Nachfolgend dargestellten Ergebnisse wurden mit Hilfe eines Wohlwend Compact 02 für HPF (Abbildung 1A) erhalten. Ein großer Vorteil dieses Instruments ist die Leichtigkeit der Verwendung der Probenträger und ihre Halterungen. Bei der Verwendung von anderen Instrumenten, empfiehlt McDonald, dass zwei Benutzer sollten die Durchführung der Probenvorbereitung und HPF, eine Vorbereitung der Proben, während der andere tut das Einfrieren und Transfer zum FS 9 Kryoröhrchen. Doch die Wohlwend Probenträger und Halter sind einfach genug für einen einzelnen Benutzer unabhängig manipulieren (2A, B, E, F und G). Es sollte jedoch erwähnt werden, dass man ein paar Testläufe durchführen, um vor der Arbeit mit wertvollen Proben werden mit dem Instrument vertraut HPF. Ein erfahrener Benutzer sollte in der Lage, mehrere (10 oder mehr) Proben in einer Stunde beheben. Jedoch können die in diesem Protokoll vorgestellten Prinzipien mit einem kommerziell erhältlichen HPF Maschinen eingesetzt werden.

VielleichtDer wichtigste Teil des HPF-QFS Verfahrens ist die Probenvorbereitung für das Laden in den Probenträger (2C). Obwohl dies nicht intuitiv sein, ist es die Stufe in dem Protokoll über die der Forscher hat die beste Kontrolle. Der HPF-Maschine ist robust, und mit der richtigen Verwendung und Wartung sollten die zu erwartenden Änderungen von Druck und Temperatur mit wenig Variation zwischen den Proben zu erzeugen. Wird eine Probe während der Vorbereitung schlecht behandelt dann kein anderer Schritt wird den Schaden verursacht, so erlösen. Pflanzengewebe sind relativ einfach zu manipulieren während dieser Stufe des Verfahrens, da sie nicht in einem Medium kultiviert und die Zellwände geben den Zellen eine gute Festigkeit.

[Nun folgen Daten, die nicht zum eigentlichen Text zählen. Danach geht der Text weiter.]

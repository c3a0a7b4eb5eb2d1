use leptos::prelude::*;
use thaw::{Spinner, SpinnerSize};

#[component]
pub fn LoadingView(#[prop(into)] message: String) -> impl IntoView {
    view! {
        <div class="loading-view">
            <Spinner size=SpinnerSize::Large />
            <p class="loading-view-message">{message}</p>
        </div>
    }
}
use leptos::prelude::*;
use thaw::{MessageBar, MessageBarIntent};

#[component]
pub fn ErrorView(#[prop(into)] message: String) -> impl IntoView {
    view! {
        <MessageBar intent=MessageBarIntent::Error>
            {message}
        </MessageBar>
    }
}
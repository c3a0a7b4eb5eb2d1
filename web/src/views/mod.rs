pub mod locator;
pub mod map;
pub mod order;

Dennoch ist es wichtig, dass die Proben schnell behandelt werden, um ultrastrukturellen Veränderungen, die aus der Entfernung von der Mutterpflanze zu vermeiden und führen zu Stress und Verwundung Antworten zu begrenzen. Die kleinste Probenträger, die eine Probe aufnehmen kann, sollte verwendet werden, um eine effiziente und konsistente HPF zu gewährleisten (BildUre 2C). Schließlich sollte der Probenträger gefüllt, aber nicht überläuft (Figur 2D). Die gefüllten Probenträger wird einfach in das HPF Maschine zum Gefrieren (2 H und I) eingesetzt.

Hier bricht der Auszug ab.